On March 7, 2009, select volunteers will read to toddlers (ages 1-3) and their families and also assist in devising lesson plans at the Baby College of the HCZ (lessons and books to be selected by the HCZ).  Volunteers may choose between 2 shifts (morning shift from 9:15-12:00 and afternoon shift from 12:00-3:00).

Team Leader for this Project is Ms. Rana Emerson.  Please contact Rana at This email address is hidden from email harvesters via JavaScript .

Alternatively, feel free to contact Amanda Taffy with any questions at This email address is hidden from email harvesters via JavaScript .


Below is an excerpt copied  from re the HCZ:

"The Harlem Children's Zone (HCZ) is a non-profit organization that targets poverty-stricken children and families living in Harlem, providing free support for the children and families in the form of parenting workshops, a pre-school program, three public charter schools, and child-oriented health programs for thousands of children and families. The HCZ is "aimed at doing nothing less than breaking the cycle of generational poverty for the thousands of children and families it serves." [2]

The ambitous Harlem Children's Zone Project has expanded the HCZ's comprehensive system of programs to nearly 100 blocks of Central Harlem and aims to keep children on track through college and into the job market. [3]
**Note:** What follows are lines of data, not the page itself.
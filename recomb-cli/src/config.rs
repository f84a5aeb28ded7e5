//! Configuration handling for the recomb CLI
//!
//! Defaults can be kept in a `recomb.toml` file; command line flags override
//! them.

use serde::{Deserialize, Serialize};
use std::path::{Path, PathBuf};

use crate::error::{CliError, CliResult};

pub const DEFAULT_CONFIG_FILE: &str = "recomb.toml";

#[derive(Debug, Clone, Default, PartialEq, Serialize, Deserialize)]
pub struct Config {
    #[serde(default)]
    pub general: GeneralConfig,
    #[serde(default)]
    pub output: OutputConfig,
}

#[derive(Debug, Clone, Default, PartialEq, Serialize, Deserialize)]
pub struct GeneralConfig {
    /// Treat each input file as its own group
    #[serde(default)]
    pub group_by_file: bool,

    /// Breakpoint tokens used when none are given on the command line
    #[serde(default)]
    pub breakpoints: Vec<String>,
}

#[derive(Debug, Clone, PartialEq, Serialize, Deserialize)]
pub struct OutputConfig {
    /// Residues per FASTA line, 0 for unwrapped
    #[serde(default = "default_line_width")]
    pub line_width: usize,
}

fn default_line_width() -> usize { 0 }

impl Default for OutputConfig {
    fn default() -> Self {
        Self {
            line_width: default_line_width(),
        }
    }
}

/// Values taken from the command line that may override the config file.
#[derive(Debug, Clone, Default)]
pub struct CliOverrides {
    pub breakpoints: Vec<String>,
    pub group_by_file: bool,
    pub line_width: Option<usize>,
}

impl Config {
    /// Load configuration from file or use defaults
    pub fn load(config_path: Option<&Path>) -> CliResult<Self> {
        match config_path {
            Some(path) => {
                if !path.exists() {
                    return Err(CliError::file_not_found(path.to_path_buf()));
                }
                log::info!("Loading configuration from: {}", path.display());
                Self::load_from_file(path)
            }
            None => {
                let default_path = PathBuf::from(DEFAULT_CONFIG_FILE);
                if default_path.exists() {
                    log::info!("Loading configuration from: {}", DEFAULT_CONFIG_FILE);
                    Self::load_from_file(&default_path)
                } else {
                    log::debug!("Using default configuration");
                    Ok(Self::default())
                }
            }
        }
    }

    /// Load configuration from a specific TOML file
    pub fn load_from_file(path: &Path) -> CliResult<Self> {
        let content = std::fs::read_to_string(path).map_err(|e| {
            CliError::config(format!(
                "Failed to read configuration file {}: {}",
                path.display(),
                e
            ))
        })?;
        Ok(toml::from_str(&content)?)
    }

    /// Generate example configuration file content
    pub fn example_toml() -> CliResult<String> {
        let example = Self {
            general: GeneralConfig {
                group_by_file: false,
                breakpoints: vec!["113".to_string(), "242".to_string()],
            },
            output: OutputConfig { line_width: 60 },
        };
        toml::to_string_pretty(&example)
            .map_err(|e| CliError::config(format!("TOML serialization error: {}", e)))
    }

    /// Apply command line values on top of the file configuration.
    ///
    /// Breakpoints given on the command line replace the configured list
    /// rather than extending it. `--group-by-file` can only switch grouping
    /// on.
    pub fn merge_cli_args(&mut self, overrides: CliOverrides) {
        if !overrides.breakpoints.is_empty() {
            self.general.breakpoints = overrides.breakpoints;
        }
        if overrides.group_by_file {
            self.general.group_by_file = true;
        }
        if let Some(width) = overrides.line_width {
            self.output.line_width = width;
        }
    }
}
//! File format I/O for recomb
//!
//! Only FASTA is supported: sequences in, recombinants out.

pub mod fasta;

pub use fasta::{FastaError, FastaParser, FastaWriter, InputSource};

use anyhow::Result;

use crate::types::Sequence;

/// Load every source in order, one collection per source.
pub fn load_sources(sources: &[InputSource]) -> Result<Vec<Vec<Sequence>>> {
    sources.iter().map(FastaParser::parse_source).collect()
}
//! Tower middleware enforcing a fixed-window policy per request.
//!
//! The layer holds a shared [`WindowStore`], a [`Policy`], and a key-extraction
//! closure. Denied requests short-circuit with
//! [`ThrottleError::Throttled`] before the inner service runs; the verdict it
//! carries has everything an HTTP adapter needs for a 429 response and its
//! `X-RateLimit-*` headers.

use super::{Policy, RateLimitResult, WindowStore};
use futures::future::BoxFuture;
use std::sync::Arc;
use std::task::{Context, Poll};
use tower_layer::Layer;
use tower_service::Service;

/// Error type produced by [`ThrottleService`].
#[derive(Debug)]
pub enum ThrottleError<E> {
    /// The inner service failed.
    Inner(E),
    /// The request exceeded the window quota.
    Throttled(RateLimitResult),
}

impl<E> ThrottleError<E> {
    pub fn is_throttled(&self) -> bool {
        matches!(self, ThrottleError::Throttled(_))
    }

    pub fn into_inner(self) -> Option<E> {
        match self {
            ThrottleError::Inner(error) => Some(error),
            ThrottleError::Throttled(_) => None,
        }
    }

    /// The denial verdict, if this is a throttle rejection.
    pub fn verdict(&self) -> Option<&RateLimitResult> {
        match self {
            ThrottleError::Throttled(verdict) => Some(verdict),
            ThrottleError::Inner(_) => None,
        }
    }
}

impl<E: std::fmt::Display> std::fmt::Display for ThrottleError<E> {
    fn fmt(&self, f: &mut std::fmt::Formatter<'_>) -> std::fmt::Result {
        match self {
            ThrottleError::Inner(error) => write!(f, "{error}"),
            ThrottleError::Throttled(verdict) => {
                write!(f, "rate limit exceeded (limit {} per window)", verdict.limit)
            }
        }
    }
}

impl<E: std::error::Error + 'static> std::error::Error for ThrottleError<E> {
    fn source(&self) -> Option<&(dyn std::error::Error + 'static)> {
        match self {
            ThrottleError::Inner(error) => Some(error),
            ThrottleError::Throttled(_) => None,
        }
    }
}

/// Layer applying a throttling policy to a service.
pub struct ThrottleLayer<F> {
    store: Arc<WindowStore>,
    policy: Policy,
    key: Arc<F>,
}

impl<F> ThrottleLayer<F> {
    /// `key` extracts the client identifier from a request, typically via
    /// [`super::client_id_from_headers`].
    pub fn new(store: Arc<WindowStore>, policy: Policy, key: F) -> Self {
        Self { store, policy, key: Arc::new(key) }
    }
}

impl<F> Clone for ThrottleLayer<F> {
    fn clone(&self) -> Self {
        Self { store: self.store.clone(), policy: self.policy.clone(), key: self.key.clone() }
    }
}

impl<S, F> Layer<S> for ThrottleLayer<F> {
    type Service = ThrottleService<S, F>;

    fn layer(&self, inner: S) -> Self::Service {
        ThrottleService {
            inner,
            store: self.store.clone(),
            policy: self.policy.clone(),
            key: self.key.clone(),
        }
    }
}

/// Service produced by [`ThrottleLayer`].
pub struct ThrottleService<S, F> {
    inner: S,
    store: Arc<WindowStore>,
    policy: Policy,
    key: Arc<F>,
}

impl<S: Clone, F> Clone for ThrottleService<S, F> {
    fn clone(&self) -> Self {
        Self {
            inner: self.inner.clone(),
            store: self.store.clone(),
            policy: self.policy.clone(),
            key: self.key.clone(),
        }
    }
}

impl<S, F, Req> Service<Req> for ThrottleService<S, F>
where
    S: Service<Req> + Clone + Send + 'static,
    S::Future: Send + 'static,
    F: Fn(&Req) -> String + Send + Sync + 'static,
    Req: Send + 'static,
{
    type Response = S::Response;
    type Error = ThrottleError<S::Error>;
    type Future = BoxFuture<'static, Result<Self::Response, Self::Error>>;

    fn poll_ready(&mut self, cx: &mut Context<'_>) -> Poll<Result<(), Self::Error>> {
        self.inner.poll_ready(cx).map_err(ThrottleError::Inner)
    }

    fn call(&mut self, req: Req) -> Self::Future {
        // The check is synchronous; only the inner call is awaited.
        let verdict = self.store.check(&(self.key)(&req), &self.policy);
        let mut inner = self.inner.clone();
        Box::pin(async move {
            if !verdict.allowed {
                return Err(ThrottleError::Throttled(verdict));
            }
            inner.call(req).await.map_err(ThrottleError::Inner)
        })
    }
}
Quoting from the HCZ Project web page: "The HCZ Project began as a one-block pilot in the 1990s, then following a 10-year business plan, it expanded to 24 blocks and then 60 blocks. The goal is to serve 15,000 children and 7,000 adults by 2011. The budget for the HCZ Project for fiscal year 2009 is over $40 million, costing an average of $3,500 per child."

Barack Obama and Joe Biden are planning to create 20 Promise Neighborhoods modeled after the Harlem Children's Zone in cities across the nation.[4]

The 60 Minutes television program profiled the HCZ, including an interview with founder Geoffrey Canada, on 14 May 2006.[5]

The U.S. radio show This American Life produced an episode about the HCZ which aired on 26 September 2008 and 11 October 2008.[6]

Barack Obama announced his plan in a 2008 presidential campaign speech in Washington, D.C. to replicate the HCZ in 20 cities across the United States. Federal government would provide half of the funding with the rest coming from philanthropy and businesses at a cost of a few billion per year.[7] Mr. Obama also noted the HCZ in a 2007 campaign speech.[8]

The Wall Street Journal featured the HCZ in an article about the financial troubles experienced by this and other charitable organization in the wake of the recession.[9] The HCZ has initiated a 100-day public service campaign started on January 23, 2009 to help counteract the effects of the economic downturn.[10]

An article in the January/February 2009 issue of Mother Jones showcases Geoffrey Canada, the HCZ, and its recognition by the Obama 2008 presidential campaign and administration.[11] The author of this article (Paul Tough) published a book in August of 2008 about the HCZ titled, Whatever It Takes: Geoffrey Canada's Quest to Change Harlem and America.[12]